Search the records for the string "WriterConfig" and return each line that has it.

######

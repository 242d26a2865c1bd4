//! System-of-record interface
//!
//! ID assignments live in a relational store owned by the control plane; this
//! crate only reads them. Every sub-cache refresh maps to one bulk read here.

use crate::Result;
use async_trait::async_trait;
use serde::{Deserialize, Serialize};

#[derive(Debug, Clone, Serialize, Deserialize)]
pub struct MetricNameRecord {
    pub id: u32,
    pub name: String,
}

#[derive(Debug, Clone, Serialize, Deserialize)]
pub struct LabelNameRecord {
    pub id: u32,
    pub name: String,
}

#[derive(Debug, Clone, Serialize, Deserialize)]
pub struct LabelValueRecord {
    pub id: u32,
    pub value: String,
}

#[derive(Debug, Clone, Serialize, Deserialize)]
pub struct LabelRecord {
    pub id: u32,
    pub name: String,
    pub value: String,
}

#[derive(Debug, Clone, Serialize, Deserialize)]
pub struct LayoutRecord {
    pub metric_name: String,
    pub app_label_name: String,
    /// Column index in `[1, MAX_APP_LABEL_COLUMN_INDEX]`; 0 is the target slot
    pub column_index: u32,
}

#[derive(Debug, Clone, Serialize, Deserialize)]
pub struct TargetRecord {
    pub id: u32,
    /// The target's identifying label pairs
    pub labels: Vec<(String, String)>,
}

#[derive(Debug, Clone, Serialize, Deserialize)]
pub struct MetricLabelRecord {
    pub metric_name: String,
    pub label_id: u32,
}

#[derive(Debug, Clone, Serialize, Deserialize)]
pub struct MetricTargetRecord {
    pub metric_id: u32,
    pub target_id: u32,
}

/// Bulk reads against the relational system of record
#[async_trait]
pub trait IdRegistry: Send + Sync {
    async fn metric_names(&self) -> Result<Vec<MetricNameRecord>>;
    async fn label_names(&self) -> Result<Vec<LabelNameRecord>>;
    async fn label_values(&self) -> Result<Vec<LabelValueRecord>>;
    async fn labels(&self) -> Result<Vec<LabelRecord>>;
    async fn layouts(&self) -> Result<Vec<LayoutRecord>>;
    async fn targets(&self) -> Result<Vec<TargetRecord>>;
    async fn metric_labels(&self) -> Result<Vec<MetricLabelRecord>>;
    async fn metric_targets(&self) -> Result<Vec<MetricTargetRecord>>;
}
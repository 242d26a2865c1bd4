//! # Promlith
//!
//! The Prometheus integration core of a columnar observability store:
//! remote-write ingestion into a schema-evolving wide table, remote-read and
//! PromQL queries translated to SQL against the same table, and the
//! in-memory ID caches bridging high-cardinality label strings to the
//! compact integer IDs used as columnar keys.
//!
//! ## Architecture
//!
//! - **Ingest**: resolve labels to IDs, batch fixed-width sample rows, widen
//!   the physical schema online (locally and on cluster peers) as new
//!   app-label slots appear, and record newly observed tag pairs
//! - **ID cache**: seven sub-caches refreshed periodically from the system
//!   of record under a single-flight discipline
//! - **Query**: rewrite remote-read / PromQL selects into SQL preserving
//!   Prometheus semantics, then rebuild time series from columnar results
//!
//! The columnar engine, the relational system of record, and the PromQL
//! evaluator are external collaborators expressed as traits
//! ([`store::ColumnarStore`], [`cache::IdRegistry`],
//! [`query::promql::PromqlEngine`]).

pub mod api;
pub mod cache;
pub mod config;
pub mod discovery;
pub mod ingest;
pub mod query;
pub mod rate_limit;
pub mod store;
pub mod telemetry;
pub mod wire;

mod error;

pub use config::{Config, ConfigPatch, TableOptions, WriterConfig};
pub use error::{Error, Result};

/// Re-exports for convenience
pub mod prelude {
    pub use crate::cache::{IdCache, IdRegistry, TargetKey};
    pub use crate::discovery::{PeerRegistry, StaticPeerRegistry};
    pub use crate::ingest::{Sample, SampleWriter};
    pub use crate::query::{PromExecutor, PromqlEngine, RemoteReadTranslator};
    pub use crate::store::{ColumnarConnector, ColumnarStore, Endpoint, QueryResult, Value};
    pub use crate::{Config, Error, Result, TableOptions, WriterConfig};
}
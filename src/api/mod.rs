//! HTTP API surface
//!
//! A thin axum router over the service layer:
//! - PromQL: instant query, range query, series, label values
//! - Remote read / remote write (snappy + protobuf)
//! - Debug cache snapshot and runtime config patching

pub mod prometheus;
mod validate;

pub use validate::{config_patch_schema, FieldSchema};

use crate::cache::IdCache;
use crate::config::Config;
use crate::ingest::SampleWriter;
use crate::query::PromExecutor;

use axum::routing::{get, post};
use axum::Router;
use parking_lot::RwLock;
use std::sync::Arc;

/// Shared state for all handlers
#[derive(Clone)]
pub struct ApiState {
    pub executor: Arc<PromExecutor>,
    pub writer: Arc<SampleWriter>,
    pub cache: Arc<IdCache>,
    pub config: Arc<RwLock<Config>>,
    /// Allowed-field tree for the config endpoint, derived once at startup
    pub config_schema: Arc<FieldSchema>,
}

impl ApiState {
    pub fn new(
        executor: Arc<PromExecutor>,
        writer: Arc<SampleWriter>,
        cache: Arc<IdCache>,
        config: Arc<RwLock<Config>>,
    ) -> Self {
        Self {
            executor,
            writer,
            cache,
            config,
            config_schema: Arc::new(config_patch_schema()),
        }
    }
}

/// Build the HTTP API router
pub fn build_http_router(state: ApiState) -> Router {
    use tower_http::cors::{Any, CorsLayer};

    let cors = CorsLayer::new()
        .allow_origin(Any)
        .allow_methods(Any)
        .allow_headers(Any);

    Router::new()
        // Health check
        .route("/health", get(health_check))
        // PromQL API
        .route("/api/v1/query", get(prometheus::instant_query))
        .route("/api/v1/query", post(prometheus::instant_query))
        .route("/api/v1/query_range", get(prometheus::range_query))
        .route("/api/v1/query_range", post(prometheus::range_query))
        .route("/api/v1/series", get(prometheus::series))
        .route("/api/v1/series", post(prometheus::series))
        .route("/api/v1/label/:name/values", get(prometheus::label_values))
        // Remote read/write
        .route("/api/v1/read", post(prometheus::remote_read))
        .route("/api/v1/write", post(prometheus::remote_write))
        // Operations
        .route("/debug/cache", get(prometheus::debug_cache))
        .route("/api/v1/config", post(prometheus::update_config))
        .layer(cors)
        .with_state(state)
}

async fn health_check() -> &'static str {
    "ok"
}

######

Task solution:
pub use config::{Config, ConfigPatch, TableOptions, WriterConfig};
    pub use crate::{Config, Error, Result, TableOptions, WriterConfig};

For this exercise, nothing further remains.